Taiwan Countryside by Train

Behind the lens: I’m not a fan of tilt-shift or lensbaby effects that makes photo scenes look like a miniature world though I find it interesting that the photograph I made while in a moving train has a bit of the same effect without using such lenses.

As I sat back in my seat with the view of the green countryside and the vast mountains in the distance, I was shocked to find some different kind of mountains coming into my view from the window. Two industrial mountains of technology (maybe about 15 ft high) seemingly from First World countries and a few people among the high hills of e-waste who were clearly not equipped to be around those materials. I saw a woman walking among the tall mounds whom I can only assume had the duty of sifting through it.

I have seen images of our technology garbage piled high shipped off to other countries in the news and such like:

But actually having seen it for myself… it changes you.

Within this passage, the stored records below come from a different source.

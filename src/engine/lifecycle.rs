use crate::debug::{DebugEvent, EventQueue, StopReason};

//===========================================================================//

/// Running/stopped bookkeeping and the outgoing event queue, shared by both
/// backends.
#[derive(Debug, Default)]
pub struct Lifecycle {
    running: bool,
    events: EventQueue,
}

impl Lifecycle {
    /// Returns a stopped lifecycle with no pending events.
    pub fn new() -> Lifecycle {
        Lifecycle::default()
    }

    /// Returns true between `started` and the matching `stopped`.
    pub fn is_running(&self) -> bool {
        self.running
    }

    /// Marks the backend running and queues `Started`.
    pub fn started(&mut self) {
        tracing::debug!("running");
        self.running = true;
        self.events.push(DebugEvent::Started);
    }

    /// Marks the backend stopped and queues `Stopped(reason)`.
    pub fn stopped(&mut self, reason: StopReason) {
        tracing::debug!(%reason, "stopped");
        self.running = false;
        self.events.push(DebugEvent::Stopped(reason));
    }

    /// Queues any other event.
    pub fn emit(&mut self, event: DebugEvent) {
        self.events.push(event);
    }

    /// Removes and returns the oldest pending event.
    pub fn next(&mut self) -> Option<DebugEvent> {
        self.events.pop()
    }

    /// Returns true if events are waiting.
    pub fn has_events(&self) -> bool {
        !self.events.is_empty()
    }

    /// Discards pending events.
    pub fn clear(&mut self) {
        self.events.clear();
    }
}

//===========================================================================//


//===========================================================================//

I will never forget that feeling I had when I saw what I saw. The disbelief, the sadness, and the urge to show what I saw even in that short span of time. I’ve always wanted to go back and make photographs of that harsh reality caused by our lifestyles of excess. Maybe someday I will be able to find that place once again… the place that also made me realize that photography can show more and do more.

I recently learned of Chris Jordan (from Chase Jarvis) and his photography work in highlighting the human impact on nature and life. It’s unbelievable. It’s sad. It’s powerful.

And the story behind his work:

“We all have to grow our hearts big enough and expand our minds big enough and face the realities we live in.” —Chris Jordan

09.07.2011

Gifting Memories

Do you remember when they met?

When did we have brunch together that day when we met? Was it 2007… or maybe it was 2006?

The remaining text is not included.